[Work required]
Every line containing the string "body" should be returned from the records.

(Collected data)
────────────────────

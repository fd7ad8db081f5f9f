use crate::error::Result;
use crate::git::Repository;
use std::collections::HashMap;

/// Mock repository for testing without actual git operations
pub struct MockRepository {
    branch: Option<String>,
    remotes: HashMap<String, String>,
}

impl MockRepository {
    /// Create a repository with a detached HEAD and no remotes
    pub fn new() -> Self {
        MockRepository {
            branch: None,
            remotes: HashMap::new(),
        }
    }

    pub fn on_branch(mut self, branch: impl Into<String>) -> Self {
        self.branch = Some(branch.into());
        self
    }

    pub fn with_remote(mut self, name: impl Into<String>, url: impl Into<String>) -> Self {
        self.remotes.insert(name.into(), url.into());
        self
    }
}

impl Default for MockRepository {
    fn default() -> Self {
        Self::new()
    }
}

impl Repository for MockRepository {
    fn current_branch(&self) -> Result<Option<String>> {
        Ok(self.branch.clone())
    }

    fn remote_url(&self, remote: &str) -> Result<Option<String>> {
        Ok(self.remotes.get(remote).cloned())
    }
}

#[cfg(test)]
mod tests {
    use super::*;

    #[test]
    fn test_mock_repository_basic() {
        let repo = MockRepository::new()
            .on_branch("issue/5")
            .with_remote("origin", "https://github.com/o/r.git");

        assert_eq!(repo.current_branch().unwrap().as_deref(), Some("issue/5"));
        assert_eq!(repo.remote_slug().unwrap().to_string(), "o/r");
    }

    #[test]
    fn test_mock_repository_default() {
        let repo = MockRepository::default();
        assert_eq!(repo.current_branch().unwrap(), None);
        assert!(repo.remote_slug().is_err());
    }
}
use crate::error::{Result, UnicornError};
use serde::Deserialize;
use std::fs;
use std::path::Path;

/// Minimal projection of a CI webhook event document.
///
/// Unknown fields are ignored so newer payloads keep parsing.
#[derive(Debug, Clone, PartialEq, Eq, Default, Deserialize)]
pub struct WebhookPayload {
    #[serde(default, alias = "pullRequest")]
    pub pull_request: Option<PullRequestRef>,
}

#[derive(Debug, Clone, PartialEq, Eq, Deserialize)]
pub struct PullRequestRef {
    pub number: u64,
    #[serde(default, alias = "htmlUrl")]
    pub html_url: Option<String>,
    #[serde(default)]
    pub body: Option<String>,
}

impl WebhookPayload {
    pub fn parse(json: &str) -> Result<Self> {
        Ok(serde_json::from_str(json)?)
    }

    /// Reads and parses the event document at `path`
    pub fn read(path: &Path) -> Result<Self> {
        let contents = fs::read_to_string(path).map_err(|e| {
            UnicornError::repository(format!(
                "Cannot read event document {}: {}",
                path.display(),
                e
            ))
        })?;
        Self::parse(&contents)
    }

    /// The pull request this event is about, or `UnsupportedEvent`
    pub fn require_pull_request(&self) -> Result<&PullRequestRef> {
        self.pull_request.as_ref().ok_or_else(|| {
            UnicornError::UnsupportedEvent("only pull_request events are supported".to_string())
        })
    }
}

#[cfg(test)]
mod tests {
    use super::*;

    #[test]
    fn test_parse_github_pull_request_event() {
        let payload = WebhookPayload::parse(
            r#"{
                "action": "opened",
                "number": 5,
                "pull_request": {
                    "number": 5,
                    "html_url": "https://github.com/o/r/pull/5",
                    "body": "Closes #3",
                    "labels": [{"name": "T: feat"}]
                },
                "repository": {"full_name": "o/r"}
            }"#,
        )
        .unwrap();

        let pr = payload.require_pull_request().unwrap();
        assert_eq!(pr.number, 5);
        assert_eq!(pr.html_url.as_deref(), Some("https://github.com/o/r/pull/5"));
        assert_eq!(pr.body.as_deref(), Some("Closes #3"));
    }

    #[test]
    fn test_parse_camel_case_fields() {
        let payload =
            WebhookPayload::parse(r#"{"pullRequest": {"number": 9, "htmlUrl": "u"}}"#).unwrap();
        let pr = payload.require_pull_request().unwrap();
        assert_eq!(pr.number, 9);
        assert_eq!(pr.html_url.as_deref(), Some("u"));
        assert_eq!(pr.body, None);
    }

    #[test]
    fn test_push_event_is_unsupported() {
        let payload = WebhookPayload::parse(r#"{"ref": "refs/heads/main", "commits": []}"#).unwrap();
        assert!(matches!(
            payload.require_pull_request(),
            Err(UnicornError::UnsupportedEvent(_))
        ));
    }

    #[test]
    fn test_malformed_document_fails() {
        assert!(WebhookPayload::parse("not json").is_err());
    }
}
//! Domain logic - pure rules independent of the tracker and of git

pub mod branch;
pub mod categorization;
pub mod event;
pub mod version;

pub use branch::{Branch, IssueBranch};
pub use categorization::{
    Categorization, CategorizationConfig, CategorizationValue, Component, Label, LabelConfig,
    Priority, ResolvedValue, Type,
};
pub use event::{PullRequestRef, WebhookPayload};
pub use version::{bump_version, select_bump, VersionBump};
use crate::error::{Result, UnicornError};
use git2::{ErrorCode, Repository as Git2Repo};
use std::path::Path;

/// Wrapper around git2::Repository with our trait interface
pub struct Git2Repository {
    repo: Git2Repo,
}

impl Git2Repository {
    /// Open or discover a git repository
    pub fn open<P: AsRef<Path>>(path: P) -> Result<Self> {
        let repo = Git2Repo::discover(path.as_ref()).map_err(|e| {
            UnicornError::repository(format!(
                "Not in a git repository ({}): {}",
                path.as_ref().display(),
                e.message()
            ))
        })?;

        Ok(Git2Repository { repo })
    }

    /// Create from existing git2::Repository
    pub fn from_git2(repo: Git2Repo) -> Self {
        Git2Repository { repo }
    }
}

impl super::Repository for Git2Repository {
    fn current_branch(&self) -> Result<Option<String>> {
        // Read HEAD itself rather than peeling it, so unborn branches resolve
        let head = self.repo.find_reference("HEAD")?;
        Ok(head
            .symbolic_target()
            .map(|target| target.strip_prefix("refs/heads/").unwrap_or(target).to_string()))
    }

    fn remote_url(&self, remote: &str) -> Result<Option<String>> {
        match self.repo.find_remote(remote) {
            Ok(remote) => Ok(remote.url().map(str::to_string)),
            Err(e) if e.code() == ErrorCode::NotFound => Ok(None),
            Err(e) if e.code() == ErrorCode::InvalidSpec => Ok(None),
            Err(e) => Err(e.into()),
        }
    }
}
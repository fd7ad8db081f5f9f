//! Credential and session management
//!
//! [SessionManager] obtains a validated session against the tracker. It runs
//! as a small state machine (collect input, validate, accepted or rejected)
//! and talks to the user only through the [Interaction] port, so the same
//! flow runs against a terminal ([crate::ui::ConsoleInteraction]) or a
//! script ([ScriptedInteraction]).

pub mod scripted;
pub mod session;

pub use scripted::ScriptedInteraction;
pub use session::{Session, SessionManager};

use crate::error::Result;

/// User interaction needed by the credential flow
pub trait Interaction {
    /// Show an informational message
    fn echo(&mut self, message: &str);

    /// Ask for a line of text. `None` means the user gave no input.
    fn prompt(&mut self, text: &str) -> Result<Option<String>>;

    /// Like [Interaction::prompt], without echoing the input
    fn prompt_secret(&mut self, text: &str) -> Result<Option<String>>;

    fn confirm(&mut self, text: &str, default: bool) -> Result<bool>;
}

/// Whether the manager may prompt, and how often
#[derive(Debug, Clone, Copy, PartialEq, Eq)]
pub enum AuthMode {
    /// Prompt for credentials; `None` retries until the user cancels
    Interactive { max_attempts: Option<u32> },
    /// Never prompt; fail fast when stored credentials are missing or invalid
    Headless,
}

impl Default for AuthMode {
    fn default() -> Self {
        AuthMode::Interactive { max_attempts: None }
    }
}

/// Options for one authentication run.
///
/// Pre-filled values skip the matching prompt on the first attempt only, so
/// rejected values are not retried forever.
#[derive(Debug, Clone, Default)]
pub struct AuthRequest {
    /// Ignore stored credentials and ask for new ones
    pub force_new: bool,
    pub username: Option<String>,
    pub password: Option<String>,
    pub token: Option<String>,
    pub endpoint: Option<String>,
}
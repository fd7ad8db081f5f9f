use crate::domain::categorization::{CategorizationConfig, Component, Priority, Type};
use crate::error::{Result, UnicornError};
use semver::Version;
use serde::{Deserialize, Deserializer, Serialize, Serializer};
use std::fmt;
use std::fs;
use std::path::{Path, PathBuf};
use std::str::FromStr;
use url::Url;

/// File name of the project configuration inside the repository root
pub const PROJECT_CONFIG_FILE: &str = ".unicorn.toml";

fn default_version() -> Version {
    Version::new(0, 0, 1)
}

/// Version of this tool, recorded in configs it creates
pub fn tool_version() -> Version {
    Version::parse(env!("CARGO_PKG_VERSION")).unwrap_or_else(|_| Version::new(0, 0, 0))
}

/// Project identity plus its categorizations.
///
/// Treated as an immutable value: the `with_*` methods return a new config.
#[derive(Debug, Clone, PartialEq, Eq, Serialize, Deserialize)]
pub struct ProjectConfig {
    pub unicorn_version: Version,

    pub name: String,

    #[serde(default, skip_serializing_if = "Option::is_none")]
    pub description: Option<String>,

    #[serde(default, skip_serializing_if = "Option::is_none")]
    pub homepage: Option<Url>,

    #[serde(default, skip_serializing_if = "Option::is_none")]
    pub license: Option<License>,

    #[serde(default = "default_version")]
    pub version: Version,

    #[serde(default)]
    pub categorization: CategorizationConfig,
}

impl ProjectConfig {
    pub fn new(name: impl Into<String>) -> Self {
        ProjectConfig {
            unicorn_version: tool_version(),
            name: name.into(),
            description: None,
            homepage: None,
            license: None,
            version: default_version(),
            categorization: CategorizationConfig::default(),
        }
    }

    pub fn path(dir: &Path) -> PathBuf {
        dir.join(PROJECT_CONFIG_FILE)
    }

    /// Loads `.unicorn.toml` from `dir`.
    ///
    /// Schema and keyword errors surface as `ConfigParse`; duplicate value
    /// names are rejected. Colliding label prefixes are only warned about.
    pub fn load(dir: &Path) -> Result<Self> {
        let path = Self::path(dir);
        let contents = fs::read_to_string(&path).map_err(|e| {
            UnicornError::config(path.display().to_string(), format!("cannot read: {}", e))
        })?;
        let config = Self::from_toml_str(&contents, &path.display().to_string())?;

        for (a, b) in config.categorization.prefix_collisions() {
            tracing::warn!(
                first = a,
                second = b,
                "label prefixes of two categorizations collide; labels may resolve ambiguously"
            );
        }
        tracing::debug!(path = %path.display(), name = %config.name, "loaded project config");
        Ok(config)
    }

    /// Parses a config document; `origin` names the document in errors
    pub fn from_toml_str(contents: &str, origin: &str) -> Result<Self> {
        let config: ProjectConfig = toml::from_str(contents)
            .map_err(|e| UnicornError::config(origin, e.message().to_string()))?;
        config.categorization.validate()?;
        Ok(config)
    }

    /// Encodes the config with `component` and `type` values sorted by name
    pub fn to_toml_string(&self) -> Result<String> {
        let mut normalized = self.clone();
        normalized.categorization.normalize();
        toml::to_string_pretty(&normalized)
            .map_err(|e| UnicornError::config(PROJECT_CONFIG_FILE, e.to_string()))
    }

    /// Writes the whole document to `dir`
    pub fn save(&self, dir: &Path) -> Result<()> {
        let path = Self::path(dir);
        fs::write(&path, self.to_toml_string()?)?;
        tracing::debug!(path = %path.display(), "saved project config");
        Ok(())
    }

    pub fn with_components(&self, values: Vec<Component>) -> Result<Self> {
        let mut config = self.clone();
        config.categorization.component = self.categorization.component.with_values(values)?;
        Ok(config)
    }

    pub fn with_priorities(&self, values: Vec<Priority>) -> Result<Self> {
        let mut config = self.clone();
        config.categorization.priority = self.categorization.priority.with_values(values)?;
        Ok(config)
    }

    pub fn with_types(&self, values: Vec<Type>) -> Result<Self> {
        let mut config = self.clone();
        config.categorization.type_ = self.categorization.type_.with_values(values)?;
        Ok(config)
    }
}

/// License of the project
#[derive(Debug, Clone, Copy, PartialEq, Eq)]
pub enum License {
    None,
    Apache2_0,
    Mit,
}

const LICENSES: [(License, &str); 3] = [
    (License::None, "none"),
    (License::Apache2_0, "apache-2.0"),
    (License::Mit, "mit"),
];

impl License {
    pub fn keyword(&self) -> &'static str {
        LICENSES
            .iter()
            .find(|(license, _)| license == self)
            .map(|(_, keyword)| *keyword)
            .unwrap_or_default()
    }

    pub fn from_keyword(keyword: &str) -> Option<Self> {
        LICENSES
            .iter()
            .find(|(_, k)| k.eq_ignore_ascii_case(keyword))
            .map(|(license, _)| *license)
    }
}

impl FromStr for License {
    type Err = String;

    fn from_str(s: &str) -> std::result::Result<Self, Self::Err> {
        License::from_keyword(s).ok_or_else(|| {
            let known: Vec<&str> = LICENSES.iter().map(|(_, k)| *k).collect();
            format!("Unknown license '{}'. Known licenses: {}", s, known.join(", "))
        })
    }
}

impl fmt::Display for License {
    fn fmt(&self, f: &mut fmt::Formatter<'_>) -> fmt::Result {
        f.write_str(self.keyword())
    }
}

impl Serialize for License {
    fn serialize<S: Serializer>(&self, serializer: S) -> std::result::Result<S::Ok, S::Error> {
        serializer.serialize_str(self.keyword())
    }
}

impl<'de> Deserialize<'de> for License {
    fn deserialize<D: Deserializer<'de>>(deserializer: D) -> std::result::Result<Self, D::Error> {
        let keyword = String::deserialize(deserializer)?;
        keyword.parse().map_err(serde::de::Error::custom)
    }
}

#[cfg(test)]
mod tests {
    use super::*;
    use crate::domain::version::VersionBump;

    #[test]
    fn test_minimal_document_uses_defaults() {
        let config =
            ProjectConfig::from_toml_str("unicorn_version = \"0.1.0\"\nname = \"demo\"\n", "test")
                .unwrap();
        assert_eq!(config.version, Version::new(0, 0, 1));
        assert_eq!(config.license, None);
        assert_eq!(config.categorization, CategorizationConfig::default());
    }

    #[test]
    fn test_license_keyword_is_case_insensitive() {
        assert_eq!(License::from_keyword("MIT"), Some(License::Mit));
        assert_eq!(License::from_keyword("Apache-2.0"), Some(License::Apache2_0));
        assert_eq!(License::from_keyword("gpl"), None);
    }

    #[test]
    fn test_unknown_license_is_config_error() {
        let result = ProjectConfig::from_toml_str(
            "unicorn_version = \"0.1.0\"\nname = \"demo\"\nlicense = \"wtfpl\"\n",
            ".unicorn.toml",
        );
        match result {
            Err(UnicornError::ConfigParse { path, message }) => {
                assert_eq!(path, ".unicorn.toml");
                assert!(message.contains("wtfpl"), "message: {}", message);
            }
            other => panic!("expected ConfigParse, got {:?}", other),
        }
    }

    #[test]
    fn test_invalid_version_is_config_error() {
        let result =
            ProjectConfig::from_toml_str("unicorn_version = \"1.2\"\nname = \"demo\"\n", "test");
        assert!(matches!(result, Err(UnicornError::ConfigParse { .. })));
    }

    #[test]
    fn test_unknown_version_bump_is_config_error() {
        let document = r#"
unicorn_version = "0.1.0"
name = "demo"

[[categorization.type.values]]
name = "feat"
version_bump = "enormous"
"#;
        let result = ProjectConfig::from_toml_str(document, "test");
        assert!(matches!(result, Err(UnicornError::ConfigParse { .. })));
    }

    #[test]
    fn test_version_bump_keyword_decodes_case_insensitively() {
        let document = r#"
unicorn_version = "0.1.0"
name = "demo"

[[categorization.type.values]]
name = "feat"
version_bump = "MINOR"
"#;
        let config = ProjectConfig::from_toml_str(document, "test").unwrap();
        let feat = config.categorization.type_.get("feat").unwrap();
        assert_eq!(feat.value.version_bump, Some(VersionBump::Minor));
        assert!(config.to_toml_string().unwrap().contains("version_bump = \"minor\""));
    }

    #[test]
    fn test_duplicate_values_rejected_on_load() {
        let document = r#"
unicorn_version = "0.1.0"
name = "demo"

[[categorization.priority.values]]
name = "1"

[[categorization.priority.values]]
name = "1"
"#;
        let result = ProjectConfig::from_toml_str(document, "test");
        assert!(matches!(
            result,
            Err(UnicornError::DuplicateCategorizationValue { .. })
        ));
    }

    #[test]
    fn test_with_types_is_copy_on_write() {
        let original = ProjectConfig::new("demo");
        let updated = original
            .with_types(vec![Type::new("perf", None, Some(VersionBump::Patch))])
            .unwrap();
        assert_eq!(updated.categorization.type_.value_names(), vec!["perf"]);
        assert_eq!(original.categorization.type_.values.len(), 6);
    }
}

────────────────────

[Exercise response]
    pub body: Option<String>,
                    "body": "Closes #3",
        assert_eq!(pr.body.as_deref(), Some("Closes #3"));
        assert_eq!(pr.body, None);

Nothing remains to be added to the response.